Toys are meant to be platforms for play -- “Toys should be props for a child’s playing, not engineering or directing the child’s play,” Golinkoff adds. “Toys must awaken the child’s imagination and uniqueness.”
How much can you do with it? -- “If it’s a toy that asks your child to supply one thing, such as fill-in-the-blank or give one right answer, it is not allowing children to express their creativity,” says Hirsh-Pasek. “I look for something that they can take apart and remake or reassemble into something different, which builds their imagination. Toys like these give your child opportunities to ‘make their own worlds.’”
Look to see if the toy promises brain growth -- “Look carefully at the pictures and promises on the box,” Hirsh-Pasek says. “If the toy is promising that your child is going to be smarter, it’s a red flag. If it is promising that your child is going to be bilingual or learn calculus by playing with it, the chances are high that this is not going to happen – even with a tremendous amount of parental intervention.”

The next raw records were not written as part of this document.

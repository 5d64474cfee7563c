//! crates/toc_core/src/viewer.rs
//! Render-phase input: what one viewer may see. Supplied by the rendering
//! side after permissions are resolved; the build phase never touches it.

use std::collections::BTreeMap;

#[cfg(feature = "serde")]
use serde::{Deserialize, Serialize};

use crate::ids::ProposalKey;

/// Column → value, restricted to the columns the viewer may see.
pub type ProposalFields = BTreeMap<String, String>;

/// Proposals a viewer may access, keyed by proposal key.
pub type AccessSet = BTreeMap<ProposalKey, ProposalFields>;

#[derive(Clone, Debug, Default, PartialEq, Eq)]
#[cfg_attr(feature = "serde", derive(Serialize, Deserialize))]
pub struct ViewerContext {
    /// Named accessible sets; a plan consults the one named after its competition.
    #[cfg_attr(feature = "serde", serde(default))]
    pub proposal_sets: BTreeMap<String, AccessSet>,
    /// Pre-rendered one-line summaries used by list formatters.
    #[cfg_attr(feature = "serde", serde(default))]
    pub toc_lines: BTreeMap<ProposalKey, String>,
}

impl ViewerContext {
    pub fn access_set(&self, name: &str) -> Option<&AccessSet> {
        self.proposal_sets.get(name)
    }

    /// Builder: grant access to `key` in set `set` with the given visible fields.
    pub fn grant<I, C, V>(mut self, set: &str, key: ProposalKey, fields: I) -> Self
    where
        I: IntoIterator<Item = (C, V)>,
        C: Into<String>,
        V: Into<String>,
    {
        let visible = fields.into_iter().map(|(c, v)| (c.into(), v.into())).collect();
        self.proposal_sets.entry(set.to_owned()).or_default().insert(key, visible);
        self
    }

    pub fn with_toc_line(mut self, key: ProposalKey, line: impl Into<String>) -> Self {
        self.toc_lines.insert(key, line.into());
        self
    }
}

Does the toy encourage social interaction? -- “It is fine for your child to have alone time, but it is great for them to be with others,” says Golinkoff. “I always look to see if more than one child can play with the toy at the same time because that’s when kids learn the negotiation skills they need to be successful in life.”
“This advice is not about marketing, but about what we know from 30 years of child psychology about how children learn and how they grow,” says Hirsh-Pasek.
Golinkoff adds, “The irony is that the real educational toys are not the flashy gadgets and gismos with big promises, but the staples that have built creative thinkers for decades.”
Adapted from materials provided by Temple University.